Hoje estive vendo e vi que por acaso do destino, um brother que palestrou comigo na OWASP 2010, o AdityaKSood, postou um artigo no blog dele, 30% de um pentest que eu estava fazendo em um cliente há 3 semanas, mas não posso revelar a fonte por NDA.
O que quero dizer que tanto eu e tanto ele, chegamos em parte na mesma conclusão, mas ao longo post, explico que toma caminhos diferentes.
Inclusive, fui na BSides/H2HC 2012 e pensei porque não fazer um paper sobre “Pentest em SAP por scripts e na mão” e tentar um CFP em 2013, mas sem tools ou scanners de SAP, seria na “unha mesmo”…

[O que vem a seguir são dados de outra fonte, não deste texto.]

//! Integration tests for change notifications.

use tokio::sync::broadcast::Receiver;

use dms_core::events::{ChangeEvent, ChangeKind};
use dms_core::types::NodeRef;
use dms_service::{CreateFileRequest, MetadataUpdate};

use crate::helpers::TestApp;

fn drain(rx: &mut Receiver<ChangeEvent>) -> Vec<ChangeEvent> {
    let mut events = Vec::new();
    while let Ok(event) = rx.try_recv() {
        events.push(event);
    }
    events
}

#[tokio::test]
async fn test_create_file_notifies_file_and_ancestors() {
    let app = TestApp::new().await;
    let root = app.root("Root").await;
    let sub = app.child(&root, "Sub").await;
    let mut rx = app.dms.subscribe();

    let file = app
        .dms
        .files
        .create_file(&app.editor, CreateFileRequest::new(sub.id, "a.txt").with_content("hello"))
        .await
        .unwrap();
    let events = drain(&mut rx);

    let created = events
        .iter()
        .find(|e| e.node == NodeRef::File(file.id))
        .unwrap();
    assert_eq!(created.change, ChangeKind::Created);
    assert!(created.changed_fields.contains("path"));
    assert_eq!(created.actor, Some(app.editor.user_id));

    for dir in [sub.id, root.id] {
        let event = events
            .iter()
            .find(|e| e.node == NodeRef::Directory(dir))
            .unwrap();
        assert_eq!(event.change, ChangeKind::Recomputed);
        assert!(event.changed_fields.contains("size"));
    }
    // one operation per mutation
    assert!(events.iter().all(|e| e.operation_id == created.operation_id));
}

#[tokio::test]
async fn test_rename_notifies_descendants_with_path() {
    let app = TestApp::new().await;
    let root = app.root("Root").await;
    let sub = app.child(&root, "Sub").await;
    let mut rx = app.dms.subscribe();

    app.dms
        .directories
        .rename_directory(&app.editor, root.id, "Renamed")
        .await
        .unwrap();
    let events = drain(&mut rx);

    let primary = events
        .iter()
        .find(|e| e.node == NodeRef::Directory(root.id))
        .unwrap();
    assert_eq!(primary.change, ChangeKind::Renamed);
    assert!(primary.changed_fields.contains("name"));
    let child = events
        .iter()
        .find(|e| e.node == NodeRef::Directory(sub.id))
        .unwrap();
    assert_eq!(child.change, ChangeKind::Recomputed);
    assert!(child.changed_fields.contains("path"));
}

#[tokio::test]
async fn test_failed_mutation_emits_nothing() {
    let app = TestApp::new().await;
    let root = app.root("Root").await;
    let a = app.child(&root, "A").await;
    let mut rx = app.dms.subscribe();

    let result = app
        .dms
        .directories
        .move_directory(&app.editor, root.id, a.id)
        .await;
    assert!(result.is_err());
    assert!(drain(&mut rx).is_empty());
}

#[tokio::test]
async fn test_metadata_update_reports_changed_fields() {
    let app = TestApp::new().await;
    let root = app.root("Root").await;
    let tag = app
        .dms
        .taxonomy
        .create_tag(&app.admin, "urgent", Some(1), None)
        .await
        .unwrap();
    let mut rx = app.dms.subscribe();

    let node = NodeRef::Directory(root.id);
    let info = app
        .dms
        .taxonomy
        .update_metadata(
            &app.editor,
            node,
            MetadataUpdate {
                color: Some(Some(3)),
                tags: Some([tag.id].into()),
                ..MetadataUpdate::default()
            },
        )
        .await
        .unwrap();
    assert_eq!(info.color, Some(3));
    assert!(info.tags.contains(&tag.id));

    let events = drain(&mut rx);
    assert_eq!(events.len(), 1);
    assert_eq!(events[0].change, ChangeKind::MetadataUpdated);
    let fields: Vec<_> = events[0].changed_fields.iter().map(String::as_str).collect();
    assert_eq!(fields, ["color", "tags"]);

    app.dms.taxonomy.delete_tag(&app.admin, tag.id).await.unwrap();
    let dir = app.dms.directories.get_directory(&app.editor, root.id).await.unwrap();
    assert!(dir.node.tags.is_empty());
}

#[tokio::test]
async fn test_unknown_tag_is_rejected() {
    let app = TestApp::new().await;
    let root = app.root("Root").await;

    let err = app
        .dms
        .taxonomy
        .update_metadata(
            &app.editor,
            NodeRef::Directory(root.id),
            MetadataUpdate {
                tags: Some([dms_core::types::TagId::new()].into()),
                ..MetadataUpdate::default()
            },
        )
        .await
        .unwrap_err();
    assert!(err.is_not_found());
}
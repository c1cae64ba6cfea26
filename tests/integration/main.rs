//! Integration tests for the document management core.

mod helpers;

mod content_test;
mod directory_test;
mod file_test;
mod lock_test;
mod notification_test;
mod permission_test;
mod storage_test;
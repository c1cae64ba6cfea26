//! Tags, categories, and per-node metadata.

pub mod service;

pub use service::{MetadataUpdate, TaxonomyService};
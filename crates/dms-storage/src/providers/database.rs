//! Embedded database blob store.

use std::sync::Arc;

use async_trait::async_trait;
use bytes::Bytes;
use dashmap::DashMap;
use tracing::debug;
use uuid::Uuid;

use dms_core::error::AppError;
use dms_core::result::AppResult;
use dms_core::traits::ContentStore;
use dms_core::types::{ContentRef, SaveType};

/// Blob table keyed by a random UUID, kept alongside the metadata.
#[derive(Debug, Clone, Default)]
pub struct DatabaseContentStore {
    /// Key → blob.
    blobs: Arc<DashMap<String, Bytes>>,
}

impl DatabaseContentStore {
    /// Create an empty blob table.
    pub fn new() -> Self {
        Self::default()
    }

    /// Number of stored blobs.
    pub fn len(&self) -> usize {
        self.blobs.len()
    }

    /// Whether no blobs are stored.
    pub fn is_empty(&self) -> bool {
        self.blobs.is_empty()
    }

    fn check_backend(content: &ContentRef) -> AppResult<()> {
        if content.backend != SaveType::Database {
            return Err(AppError::internal(format!(
                "Reference {content} does not belong to the database store"
            )));
        }
        Ok(())
    }
}

#[async_trait]
impl ContentStore for DatabaseContentStore {
    fn save_type(&self) -> SaveType {
        SaveType::Database
    }

    async fn health_check(&self) -> AppResult<bool> {
        Ok(true)
    }

    async fn put(&self, data: Bytes) -> AppResult<ContentRef> {
        let key = Uuid::new_v4().simple().to_string();
        debug!(key = %key, bytes = data.len(), "Stored database blob");
        self.blobs.insert(key.clone(), data);
        Ok(ContentRef::new(SaveType::Database, key))
    }

    async fn get(&self, content: &ContentRef) -> AppResult<Bytes> {
        Self::check_backend(content)?;
        self.blobs
            .get(&content.key)
            .map(|blob| blob.value().clone())
            .ok_or_else(|| AppError::not_found(format!("Content not found: {content}")))
    }

    async fn delete(&self, content: &ContentRef) -> AppResult<()> {
        Self::check_backend(content)?;
        self.blobs.remove(&content.key);
        Ok(())
    }

    async fn contains(&self, content: &ContentRef) -> AppResult<bool> {
        Ok(content.backend == SaveType::Database && self.blobs.contains_key(&content.key))
    }
}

No meu caso a parte do cenário era em SAP Business Object XI 3.1 for linux e cheguei depois de muito tentar manualmente e sozinho, a postar no linkedin:
Vai o texto:
Has anyone managed to successfully make Pentest manually in an SAP Business Object XI 3.1 for linux?
I end up getting a Google Hacking:
http://www.google.com.br
inurl: “InfoViewApp / logon.jsp”
I have sent to the GHB http://www.exploit-db.com
I’m trying for SOAP or XML Injection Injection because I think the following WSDL URLs PoC (Proof of Concept):
Web Services List
==============
http://localhost:9080/dswsbobje/services/listServices
Web Services
===========
http://localhost:9080/dswsbobje/services/BICatalog?wsdl
http://localhost:9080/dswsbobje/services/Session?wsdl
http://localhost:9080/dswsbobje/services/ReportEngine?wsdl
http://localhost:9080/dswsbobje/services/SaveService?wsdl
http://localhost:9080/dswsbobje/services/Federator?wsdl
http://localhost:9080/dswsbobje/services/LiveOffice?wsdl
http://localhost:9080/dswsbobje/services/managequeryasaservice?wsdl
http://localhost:9080/dswsbobje/services/BIPlatform?wsdl
http://localhost:9080/dswsbobje/services/QueryService?wsdl
http://localhost:9080/dswsbobje/services/Publish?wsdl
I’ve looked at http://www.exploit-db.com and already tested with soapUI, sapyto, erpscan, w3af and other tools.
I have also created an environment for simulating receive information from webservices without success.
Has anyone experienced this or have any idea.
I can also make or brute-force DDoS.
I’ve read this paper, very well done:
http://spl0it.org/files/talks/source_barcelona10/Hacking%% 20SAP 20BusinessObjects.pdf
mas aprofundei mais ainda em coisas que eles não viram e eu acabei vendo.